One of the most regularly used verbs in the 21st century that shouldn't be used as a verb at all is "to google". When we refer to "googling" for products and services, we generally mean visiting google.com and typing in a query – but it could equally mean searching the internet by other means, too. There was a point where Larry Page and Sergey Brin, Google's founders, would have embraced the idea of their brand into a verb; indeed, the first reference found to "googling" occurs within something posted online by Page himself on 8 July 1998. And, as Nigel Jennings notes, that kind of excitement is understandable. "I've come across a number of clients that thought generic use was a wonderful thing and, in fact, I lost one trademark application after evidence showed that my client had been using the term generically."
These days, Google are wiser and more aggressive, with occasional flurries of letters requesting publications not to refer to "googling". But will it ever manage to stop us using the term in everyday speech? It's unlikely. Unless, of course, it begins to lose its 70 per cent market share. In the meantime, happy googling – or, as the dictionary more correctly states, "using the Google search engine".
Following a trademark application by a Mr Charles Seeberger in 1900, competitors of Otis, manufacturers of the Escalator, were forced to refer to their products as motorstairs or electric stairways. But everything changed in 1950 with the court case of Haughton Elevator Co v Seeberger. The judge ruled the term had become generic, mainly through Otis's negligence; the company had used the word "escalator" alongside the generic term "elevator" in advertising and, crucially, hadn't capitalised the word "Escalator" correctly in the original trademark application, using "ESCALATOR" instead.
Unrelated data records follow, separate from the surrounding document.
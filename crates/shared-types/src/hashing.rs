//! # Hashing Primitives
//!
//! Content addressing for contracts, documents, identities and Layer-1
//! transactions. Everything the platform derives an id from goes through
//! [`sha256d`]; public keys are indexed by [`hash160`].

use ripemd::Ripemd160;
use sha2::{Digest, Sha256};

/// A 32-byte hash (double SHA-256).
pub type Hash = [u8; 32];

/// A 20-byte public-key hash (RIPEMD-160 of SHA-256).
pub type PublicKeyHash = [u8; 20];

/// Single SHA-256.
pub fn sha256(data: &[u8]) -> Hash {
    Sha256::digest(data).into()
}

/// Double SHA-256, the platform's content-addressing hash.
pub fn sha256d(data: &[u8]) -> Hash {
    let first = Sha256::digest(data);
    Sha256::digest(first).into()
}

/// RIPEMD-160 over SHA-256.
pub fn hash160(data: &[u8]) -> PublicKeyHash {
    let first = Sha256::digest(data);
    Ripemd160::digest(first).into()
}
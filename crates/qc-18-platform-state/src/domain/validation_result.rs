//! # Validation Result
//!
//! Ordered, mergeable accumulator of consensus errors with an optional
//! side-channel data slot.

use super::errors::ConsensusError;

/// Outcome of a validation step.
///
/// Errors are append-only and keep insertion order. The result is valid
/// iff no error was recorded.
#[derive(Debug, Clone, PartialEq, Eq)]
pub struct ValidationResult<T = ()> {
    errors: Vec<ConsensusError>,
    data: Option<T>,
}

impl<T> Default for ValidationResult<T> {
    fn default() -> Self {
        Self {
            errors: Vec::new(),
            data: None,
        }
    }
}

impl<T> ValidationResult<T> {
    /// Empty, valid result.
    pub fn new() -> Self {
        Self::default()
    }

    /// Result holding the given errors.
    pub fn with_errors(errors: Vec<ConsensusError>) -> Self {
        Self { errors, data: None }
    }

    /// Result holding a single error.
    pub fn with_error(error: ConsensusError) -> Self {
        Self::with_errors(vec![error])
    }

    /// Valid result carrying data.
    pub fn with_data(data: T) -> Self {
        Self {
            errors: Vec::new(),
            data: Some(data),
        }
    }

    /// Append one error.
    pub fn add_error(&mut self, error: ConsensusError) {
        self.errors.push(error);
    }

    /// Append several errors, keeping their order.
    pub fn add_errors(&mut self, errors: impl IntoIterator<Item = ConsensusError>) {
        self.errors.extend(errors);
    }

    /// Append every error of `other` after the current ones.
    ///
    /// The data slot of `other` is discarded.
    pub fn merge<U>(&mut self, other: ValidationResult<U>) {
        self.errors.extend(other.errors);
    }

    /// True iff no error has been recorded.
    pub fn is_valid(&self) -> bool {
        self.errors.is_empty()
    }

    /// Recorded errors in insertion order.
    pub fn errors(&self) -> &[ConsensusError] {
        &self.errors
    }

    /// First recorded error.
    pub fn first_error(&self) -> Option<&ConsensusError> {
        self.errors.first()
    }

    /// Consume into the error list.
    pub fn into_errors(self) -> Vec<ConsensusError> {
        self.errors
    }

    /// Store side-channel data.
    pub fn set_data(&mut self, data: T) {
        self.data = Some(data);
    }

    /// Borrow side-channel data.
    pub fn data(&self) -> Option<&T> {
        self.data.as_ref()
    }

    /// Consume into the side-channel data.
    pub fn into_data(self) -> Option<T> {
        self.data
    }

    /// Re-type the data slot, keeping errors.
    pub fn map_data<U>(self, f: impl FnOnce(T) -> U) -> ValidationResult<U> {
        ValidationResult {
            errors: self.errors,
            data: self.data.map(f),
        }
    }

    /// Drop the data slot, keeping errors.
    pub fn without_data(self) -> ValidationResult {
        ValidationResult {
            errors: self.errors,
            data: None,
        }
    }
}

impl<T> From<ConsensusError> for ValidationResult<T> {
    fn from(error: ConsensusError) -> Self {
        Self::with_error(error)
    }
}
In many countries the term is used generically for sticking plasters, and in everyday speech to mean a temporary fix for something. But Band-Aid has continued to crusade against genericisation. A song used in one American television advert for Band-Aid, penned by Barry Manilow and sung by various children with minor skin abrasions, originally used the phrase "I am stuck on Band Aid, 'cause Band-Aid's stuck on me"; in the 1980s this was changed to the more tongue-twisting "I am stuck on Band-Aid Brand, 'cause Band-Aid's stuck on me".
A century ago, German pharmaceutical company Bayer achieved success with their trademarked "Heroin" and "Aspirin" drugs. Heroin's "non-habit forming" properties saw it become a popular cure for respiratory ailments, while Bayer's deliberately awkward generic name for Aspirin (monoacetic acid ester of salicylic acid) saw the brand name slip into common parlance. But during the Spanish flu epidemic hundreds of varieties of aspirin hit the shelves, and Bayer's efforts to protect the trademark failed. At the end of the war, the Treaty of Versailles revoked the trademarks for both aspirin and heroin in France, Russia, the UK and US.
In the early 1970s, Xerox's colossal market share of photocopiers ensured that "xeroxing" became part of office vocabulary. Xerox saw trouble looming, and initiated PR campaigns to persuade the public to use the verb "to photocopy" instead. In 1975 an anti-trust suit forced Xerox to license its patents and its market share fell dramatically, but it continues to campaign against abuse of its trademark – despite it appearing in many dictionaries. "You cannot xerox a document," read one advertisement, "but you can copy it on a Xerox brand copying machine."